The stone’s story begins in the 1600s, when French merchant traveler Jean-Baptiste Tavernier purchased a “beautiful violet” 112-carat diamond, thought to be from the Kollur mine in Golconda, India, according to the Smithsonian’s website.
Tavernier sold the diamond to King Louis XIV of France in 1668. It was recut to 67 carats and set in gold, worn around the king’s neck for ceremonial occasions.
Later in his life, Tavernier was mauled to death by dogs, according to some accounts (though others say he retired to Russia and died of natural causes.)
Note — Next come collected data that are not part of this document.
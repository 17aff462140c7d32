pub mod config;
pub mod link;
pub mod messages;
pub mod motor;
pub mod protocol;
pub mod runtime;
pub mod watchdog;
As for King Louis XIV of France, whose life was better documented, he died of gangrene while all but one of his children died in childhood.
The diamond was passed on to King Louis XV, who had the stone reset, and later died of smallpox.
It made its way to King Louis XVI and Marie Antoinette, but was turned over to the government alongside the other jewels of the French Royal Treasury after the pair attempted to flee France and were subsequently beheaded.
In 1949, American jeweler Harry Winston purchased the Hope Diamond from the estate of socialite Evalyn Walsh McLean.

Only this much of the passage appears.